[Collected data entries]

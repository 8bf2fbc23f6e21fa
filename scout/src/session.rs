//! Search-as-you-type session
//!
//! Every `update` cancels the pending search, waits out the debounce delay and
//! only then scores. Each update gets a generation number; a finished search
//! publishes only if its generation is still the newest, so a slow, stale
//! query can never overwrite fresher results.

use std::sync::atomic::{AtomicU64, Ordering};
use std::sync::Arc;
use std::time::Duration;

use parking_lot::Mutex;
use tokio::sync::watch;
use tokio_util::sync::CancellationToken;

use crate::interface::{HelpSearchApi, ScoutError, SearchOutcome, SearchRequest};
use crate::store::{runtime_handle, HelpCenterSearch};
use crate::suggestions::SuggestionPanel;

/// A result that made it to the screen
#[derive(Debug, Clone, PartialEq, Eq)]
pub struct Published {
    pub generation: u64,
    pub request: SearchRequest,
    pub outcome: SearchOutcome,
}

pub struct SearchSession {
    search: Arc<HelpCenterSearch>,
    debounce: Duration,
    generation: Arc<AtomicU64>,
    pending: Mutex<Option<CancellationToken>>,
    tx: Arc<watch::Sender<Option<Published>>>,
}

impl SearchSession {
    /// Session using the search surface's configured debounce delay
    pub fn new(search: Arc<HelpCenterSearch>) -> Self {
        let debounce = search.config().debounce();
        Self::with_debounce(search, debounce)
    }

    pub fn with_debounce(search: Arc<HelpCenterSearch>, debounce: Duration) -> Self {
        let (tx, _rx) = watch::channel(None);
        Self {
            search,
            debounce,
            generation: Arc::new(AtomicU64::new(0)),
            pending: Mutex::new(None),
            tx: Arc::new(tx),
        }
    }

    pub fn subscribe(&self) -> watch::Receiver<Option<Published>> {
        self.tx.subscribe()
    }

    /// Most recently published result, if any
    pub fn latest(&self) -> Option<Published> {
        self.tx.borrow().clone()
    }

    /// Generation of the newest update (0 before the first one)
    pub fn current_generation(&self) -> u64 {
        self.generation.load(Ordering::SeqCst)
    }

    pub fn suggestions(&self) -> SuggestionPanel {
        self.search.suggestions()
    }

    /// Cancel whatever is waiting or scoring without scheduling a replacement.
    /// Bumps the generation so an in-flight result is discarded.
    pub fn cancel_pending(&self) {
        let mut pending = self.pending.lock();
        self.generation.fetch_add(1, Ordering::SeqCst);
        if let Some(token) = pending.take() {
            token.cancel();
        }
    }

    /// Schedule `request` after the debounce delay, superseding any pending
    /// search. Returns the generation assigned to it.
    pub fn update(&self, request: SearchRequest) -> u64 {
        let token = CancellationToken::new();

        // Generation and pending token change together, so the newest
        // generation always owns the installed token.
        let generation = {
            let mut pending = self.pending.lock();
            let generation = self.generation.fetch_add(1, Ordering::SeqCst) + 1;
            if let Some(previous) = pending.replace(token.clone()) {
                previous.cancel();
                tracing::trace!(generation, "superseded pending search");
            }
            generation
        };

        let search = Arc::clone(&self.search);
        let current = Arc::clone(&self.generation);
        let tx = Arc::clone(&self.tx);
        let debounce = self.debounce;

        runtime_handle().spawn(async move {
            tokio::select! {
                _ = token.cancelled() => return,
                _ = tokio::time::sleep(debounce) => {}
            }

            // Dropping the search future on cancellation cancels its blocking work
            let result = tokio::select! {
                _ = token.cancelled() => return,
                result = search.search(request.clone()) => result,
            };

            let outcome = match result {
                Ok(outcome) => outcome,
                Err(ScoutError::Cancelled) => return,
                Err(e) => {
                    tracing::warn!(generation, error = %e, "search failed");
                    return;
                }
            };

            tx.send_if_modified(|slot| {
                if current.load(Ordering::SeqCst) != generation {
                    return false;
                }
                if outcome.is_query() {
                    search.record_query(&request.query);
                }
                *slot = Some(Published {
                    generation,
                    request,
                    outcome,
                });
                true
            });
        });

        generation
    }
}

impl Drop for SearchSession {
    fn drop(&mut self) {
        if let Some(token) = self.pending.lock().take() {
            token.cancel();
        }
    }
}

=== What you are asked to do ===
Go through the records above and count every line that includes "update". Give the number and nothing else.

=== Exercise solution ===
4